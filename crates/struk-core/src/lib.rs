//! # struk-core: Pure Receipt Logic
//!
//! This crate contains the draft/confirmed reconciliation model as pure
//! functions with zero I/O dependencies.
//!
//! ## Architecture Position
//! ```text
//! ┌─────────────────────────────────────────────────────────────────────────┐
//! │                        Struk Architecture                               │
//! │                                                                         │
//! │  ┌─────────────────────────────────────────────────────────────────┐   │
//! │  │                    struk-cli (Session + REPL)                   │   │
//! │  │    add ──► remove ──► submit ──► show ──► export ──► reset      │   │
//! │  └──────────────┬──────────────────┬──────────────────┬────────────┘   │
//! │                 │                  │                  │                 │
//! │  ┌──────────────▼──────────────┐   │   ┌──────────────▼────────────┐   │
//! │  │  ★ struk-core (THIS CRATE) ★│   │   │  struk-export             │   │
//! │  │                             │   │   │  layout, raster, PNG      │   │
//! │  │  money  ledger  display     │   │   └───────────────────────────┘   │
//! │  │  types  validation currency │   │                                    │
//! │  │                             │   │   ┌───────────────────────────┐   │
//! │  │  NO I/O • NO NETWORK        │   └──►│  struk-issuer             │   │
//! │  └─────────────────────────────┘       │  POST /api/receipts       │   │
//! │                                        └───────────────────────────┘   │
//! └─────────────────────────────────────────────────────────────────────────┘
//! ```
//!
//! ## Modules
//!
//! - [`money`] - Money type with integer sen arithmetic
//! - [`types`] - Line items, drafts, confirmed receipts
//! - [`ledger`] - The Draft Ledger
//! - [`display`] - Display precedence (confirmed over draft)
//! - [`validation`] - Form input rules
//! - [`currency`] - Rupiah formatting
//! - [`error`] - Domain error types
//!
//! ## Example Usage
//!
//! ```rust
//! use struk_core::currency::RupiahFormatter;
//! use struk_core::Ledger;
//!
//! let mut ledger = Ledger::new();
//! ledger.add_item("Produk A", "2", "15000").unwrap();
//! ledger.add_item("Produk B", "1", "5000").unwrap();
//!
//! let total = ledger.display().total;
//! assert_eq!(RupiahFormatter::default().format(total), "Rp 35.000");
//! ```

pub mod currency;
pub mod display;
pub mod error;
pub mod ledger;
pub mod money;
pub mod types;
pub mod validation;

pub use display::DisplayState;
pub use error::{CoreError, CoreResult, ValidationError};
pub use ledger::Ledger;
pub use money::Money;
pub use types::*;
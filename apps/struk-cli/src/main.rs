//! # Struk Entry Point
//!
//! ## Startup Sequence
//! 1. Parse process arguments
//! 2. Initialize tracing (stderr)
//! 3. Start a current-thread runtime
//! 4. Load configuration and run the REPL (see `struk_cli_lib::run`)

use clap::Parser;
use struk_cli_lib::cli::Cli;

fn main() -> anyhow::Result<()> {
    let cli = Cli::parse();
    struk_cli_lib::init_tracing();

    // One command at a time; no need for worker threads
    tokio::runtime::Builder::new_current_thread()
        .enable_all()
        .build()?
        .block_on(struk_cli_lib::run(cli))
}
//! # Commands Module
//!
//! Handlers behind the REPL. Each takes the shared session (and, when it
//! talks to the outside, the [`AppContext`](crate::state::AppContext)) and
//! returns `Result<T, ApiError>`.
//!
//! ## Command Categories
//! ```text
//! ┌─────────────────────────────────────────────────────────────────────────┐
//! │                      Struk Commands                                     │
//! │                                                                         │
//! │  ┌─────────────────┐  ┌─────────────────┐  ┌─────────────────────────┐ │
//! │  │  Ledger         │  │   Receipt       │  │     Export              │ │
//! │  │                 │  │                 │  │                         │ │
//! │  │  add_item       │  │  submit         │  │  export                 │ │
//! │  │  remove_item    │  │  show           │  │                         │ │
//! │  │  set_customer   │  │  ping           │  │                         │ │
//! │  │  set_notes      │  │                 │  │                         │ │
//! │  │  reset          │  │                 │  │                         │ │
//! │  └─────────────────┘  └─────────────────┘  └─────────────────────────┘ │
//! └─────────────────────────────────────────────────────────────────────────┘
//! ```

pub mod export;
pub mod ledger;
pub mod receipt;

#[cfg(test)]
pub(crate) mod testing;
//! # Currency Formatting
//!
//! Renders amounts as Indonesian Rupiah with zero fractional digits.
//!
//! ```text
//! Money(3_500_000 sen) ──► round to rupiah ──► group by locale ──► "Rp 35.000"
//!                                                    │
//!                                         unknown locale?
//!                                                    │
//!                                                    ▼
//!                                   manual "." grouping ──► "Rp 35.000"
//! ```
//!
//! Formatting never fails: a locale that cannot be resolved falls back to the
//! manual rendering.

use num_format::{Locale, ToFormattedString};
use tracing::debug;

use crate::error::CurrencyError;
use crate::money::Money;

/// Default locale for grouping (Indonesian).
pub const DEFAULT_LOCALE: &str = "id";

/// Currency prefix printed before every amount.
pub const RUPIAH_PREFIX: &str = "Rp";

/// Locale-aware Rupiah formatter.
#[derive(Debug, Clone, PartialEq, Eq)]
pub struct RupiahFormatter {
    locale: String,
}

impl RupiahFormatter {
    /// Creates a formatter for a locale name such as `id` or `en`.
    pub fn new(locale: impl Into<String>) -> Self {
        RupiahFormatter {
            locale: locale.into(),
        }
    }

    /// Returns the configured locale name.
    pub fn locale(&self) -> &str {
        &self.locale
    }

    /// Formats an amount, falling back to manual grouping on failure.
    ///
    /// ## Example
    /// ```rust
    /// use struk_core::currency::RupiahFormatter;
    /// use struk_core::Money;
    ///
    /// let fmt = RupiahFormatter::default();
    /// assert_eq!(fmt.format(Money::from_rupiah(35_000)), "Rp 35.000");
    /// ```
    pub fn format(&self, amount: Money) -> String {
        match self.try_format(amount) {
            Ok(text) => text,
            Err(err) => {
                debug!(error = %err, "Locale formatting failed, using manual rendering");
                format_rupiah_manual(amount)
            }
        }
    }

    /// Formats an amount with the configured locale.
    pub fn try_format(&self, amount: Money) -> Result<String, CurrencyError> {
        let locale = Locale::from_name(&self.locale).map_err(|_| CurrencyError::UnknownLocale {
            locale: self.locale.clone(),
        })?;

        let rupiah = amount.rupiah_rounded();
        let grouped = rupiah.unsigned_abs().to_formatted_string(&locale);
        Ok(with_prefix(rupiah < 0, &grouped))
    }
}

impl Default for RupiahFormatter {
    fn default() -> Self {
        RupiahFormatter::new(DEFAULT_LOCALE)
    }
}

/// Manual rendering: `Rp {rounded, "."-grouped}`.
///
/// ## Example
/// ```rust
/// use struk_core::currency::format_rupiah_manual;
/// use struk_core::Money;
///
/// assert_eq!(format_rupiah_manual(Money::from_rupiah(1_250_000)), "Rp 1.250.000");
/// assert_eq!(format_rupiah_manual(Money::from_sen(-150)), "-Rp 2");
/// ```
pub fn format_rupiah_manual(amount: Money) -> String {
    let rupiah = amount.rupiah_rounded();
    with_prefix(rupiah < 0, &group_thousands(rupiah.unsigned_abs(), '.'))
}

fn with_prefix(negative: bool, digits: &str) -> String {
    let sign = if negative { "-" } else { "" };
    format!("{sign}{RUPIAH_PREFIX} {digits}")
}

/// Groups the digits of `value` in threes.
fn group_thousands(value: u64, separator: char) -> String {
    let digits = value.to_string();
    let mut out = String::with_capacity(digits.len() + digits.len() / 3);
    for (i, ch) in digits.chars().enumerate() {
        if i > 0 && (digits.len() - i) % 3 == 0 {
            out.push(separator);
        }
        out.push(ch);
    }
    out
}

§ §

**EXERCISE**
Repeat the listing above without any change.

**ANSWER SECTION**
filename crates/struk-core/src/lib.rs
//! # struk-core: Pure Receipt Logic
//!
//! This crate contains the draft/confirmed reconciliation model as pure
//! functions with zero I/O dependencies.
//!
//! ## Architecture Position
//! ```text
//! ┌─────────────────────────────────────────────────────────────────────────┐
//! │                        Struk Architecture                               │
//! │                                                                         │
//! │  ┌─────────────────────────────────────────────────────────────────┐   │
//! │  │                    struk-cli (Session + REPL)                   │   │
//! │  │    add ──► remove ──► submit ──► show ──► export ──► reset      │   │
//! │  └──────────────┬──────────────────┬──────────────────┬────────────┘   │
//! │                 │                  │                  │                 │
//! │  ┌──────────────▼──────────────┐   │   ┌──────────────▼────────────┐   │
//! │  │  ★ struk-core (THIS CRATE) ★│   │   │  struk-export             │   │
//! │  │                             │   │   │  layout, raster, PNG      │   │
//! │  │  money  ledger  display     │   │   └───────────────────────────┘   │
//! │  │  types  validation currency │   │                                    │
//! │  │                             │   │   ┌───────────────────────────┐   │
//! │  │  NO I/O • NO NETWORK        │   └──►│  struk-issuer             │   │
//! │  └─────────────────────────────┘       │  POST /api/receipts       │   │
//! │                                        └───────────────────────────┘   │
//! └─────────────────────────────────────────────────────────────────────────┘
//! ```
//!
//! ## Modules
//!
//! - [`money`] - Money type with integer sen arithmetic
//! - [`types`] - Line items, drafts, confirmed receipts
//! - [`ledger`] - The Draft Ledger
//! - [`display`] - Display precedence (confirmed over draft)
//! - [`validation`] - Form input rules
//! - [`currency`] - Rupiah formatting
//! - [`error`] - Domain error types
//!
//! ## Example Usage
//!
//! ```rust
//! use struk_core::currency::RupiahFormatter;
//! use struk_core::Ledger;
//!
//! let mut ledger = Ledger::new();
//! ledger.add_item("Produk A", "2", "15000").unwrap();
//! ledger.add_item("Produk B", "1", "5000").unwrap();
//!
//! let total = ledger.display().total;
//! assert_eq!(RupiahFormatter::default().format(total), "Rp 35.000");
//! ```

pub mod currency;
pub mod display;
pub mod error;
pub mod ledger;
pub mod money;
pub mod types;
pub mod validation;

pub use display::DisplayState;
pub use error::{CoreError, CoreResult, ValidationError};
pub use ledger::Ledger;
pub use money::Money;
pub use types::*;
filename apps/struk-cli/src/main.rs
//! # Struk Entry Point
//!
//! ## Startup Sequence
//! 1. Parse process arguments
//! 2. Initialize tracing (stderr)
//! 3. Start a current-thread runtime
//! 4. Load configuration and run the REPL (see `struk_cli_lib::run`)

use clap::Parser;
use struk_cli_lib::cli::Cli;

fn main() -> anyhow::Result<()> {
    let cli = Cli::parse();
    struk_cli_lib::init_tracing();

    // One command at a time; no need for worker threads
    tokio::runtime::Builder::new_current_thread()
        .enable_all()
        .build()?
        .block_on(struk_cli_lib::run(cli))
}
//! # Commands Module
//!
//! Handlers behind the REPL. Each takes the shared session (and, when it
//! talks to the outside, the [`AppContext`](crate::state::AppContext)) and
//! returns `Result<T, ApiError>`.
//!
//! ## Command Categories
//! ```text
//! ┌─────────────────────────────────────────────────────────────────────────┐
//! │                      Struk Commands                                     │
//! │                                                                         │
//! │  ┌─────────────────┐  ┌─────────────────┐  ┌─────────────────────────┐ │
//! │  │  Ledger         │  │   Receipt       │  │     Export              │ │
//! │  │                 │  │                 │  │                         │ │
//! │  │  add_item       │  │  submit         │  │  export                 │ │
//! │  │  remove_item    │  │  show           │  │                         │ │
//! │  │  set_customer   │  │  ping           │  │                         │ │
//! │  │  set_notes      │  │                 │  │                         │ │
//! │  │  reset          │  │                 │  │                         │ │
//! │  └─────────────────┘  └─────────────────┘  └─────────────────────────┘ │
//! └─────────────────────────────────────────────────────────────────────────┘
//! ```

pub mod export;
pub mod ledger;
pub mod receipt;

#[cfg(test)]
pub(crate) mod testing;
//! # Currency Formatting
//!
//! Renders amounts as Indonesian Rupiah with zero fractional digits.
//!
//! ```text
//! Money(3_500_000 sen) ──► round to rupiah ──► group by locale ──► "Rp 35.000"
//!                                                    │
//!                                         unknown locale?
//!                                                    │
//!                                                    ▼
//!                                   manual "." grouping ──► "Rp 35.000"
//! ```
//!
//! Formatting never fails: a locale that cannot be resolved falls back to the
//! manual rendering.

use num_format::{Locale, ToFormattedString};
use tracing::debug;

use crate::error::CurrencyError;
use crate::money::Money;

/// Default locale for grouping (Indonesian).
pub const DEFAULT_LOCALE: &str = "id";

/// Currency prefix printed before every amount.
pub const RUPIAH_PREFIX: &str = "Rp";

/// Locale-aware Rupiah formatter.
#[derive(Debug, Clone, PartialEq, Eq)]
pub struct RupiahFormatter {
    locale: String,
}

impl RupiahFormatter {
    /// Creates a formatter for a locale name such as `id` or `en`.
    pub fn new(locale: impl Into<String>) -> Self {
        RupiahFormatter {
            locale: locale.into(),
        }
    }

    /// Returns the configured locale name.
    pub fn locale(&self) -> &str {
        &self.locale
    }

    /// Formats an amount, falling back to manual grouping on failure.
    ///
    /// ## Example
    /// ```rust
    /// use struk_core::currency::RupiahFormatter;
    /// use struk_core::Money;
    ///
    /// let fmt = RupiahFormatter::default();
    /// assert_eq!(fmt.format(Money::from_rupiah(35_000)), "Rp 35.000");
    /// ```
    pub fn format(&self, amount: Money) -> String {
        match self.try_format(amount) {
            Ok(text) => text,
            Err(err) => {
                debug!(error = %err, "Locale formatting failed, using manual rendering");
                format_rupiah_manual(amount)
            }
        }
    }

    /// Formats an amount with the configured locale.
    pub fn try_format(&self, amount: Money) -> Result<String, CurrencyError> {
        let locale = Locale::from_name(&self.locale).map_err(|_| CurrencyError::UnknownLocale {
            locale: self.locale.clone(),
        })?;

        let rupiah = amount.rupiah_rounded();
        let grouped = rupiah.unsigned_abs().to_formatted_string(&locale);
        Ok(with_prefix(rupiah < 0, &grouped))
    }
}

impl Default for RupiahFormatter {
    fn default() -> Self {
        RupiahFormatter::new(DEFAULT_LOCALE)
    }
}

/// Manual rendering: `Rp {rounded, "."-grouped}`.
///
/// ## Example
/// ```rust
/// use struk_core::currency::format_rupiah_manual;
/// use struk_core::Money;
///
/// assert_eq!(format_rupiah_manual(Money::from_rupiah(1_250_000)), "Rp 1.250.000");
/// assert_eq!(format_rupiah_manual(Money::from_sen(-150)), "-Rp 2");
/// ```
pub fn format_rupiah_manual(amount: Money) -> String {
    let rupiah = amount.rupiah_rounded();
    with_prefix(rupiah < 0, &group_thousands(rupiah.unsigned_abs(), '.'))
}

fn with_prefix(negative: bool, digits: &str) -> String {
    let sign = if negative { "-" } else { "" };
    format!("{sign}{RUPIAH_PREFIX} {digits}")
}

/// Groups the digits of `value` in threes.
fn group_thousands(value: u64, separator: char) -> String {
    let digits = value.to_string();
    let mut out = String::with_capacity(digits.len() + digits.len() / 3);
    for (i, ch) in digits.chars().enumerate() {
        if i > 0 && (digits.len() - i) % 3 == 0 {
            out.push(separator);
        }
        out.push(ch);
    }
    out
}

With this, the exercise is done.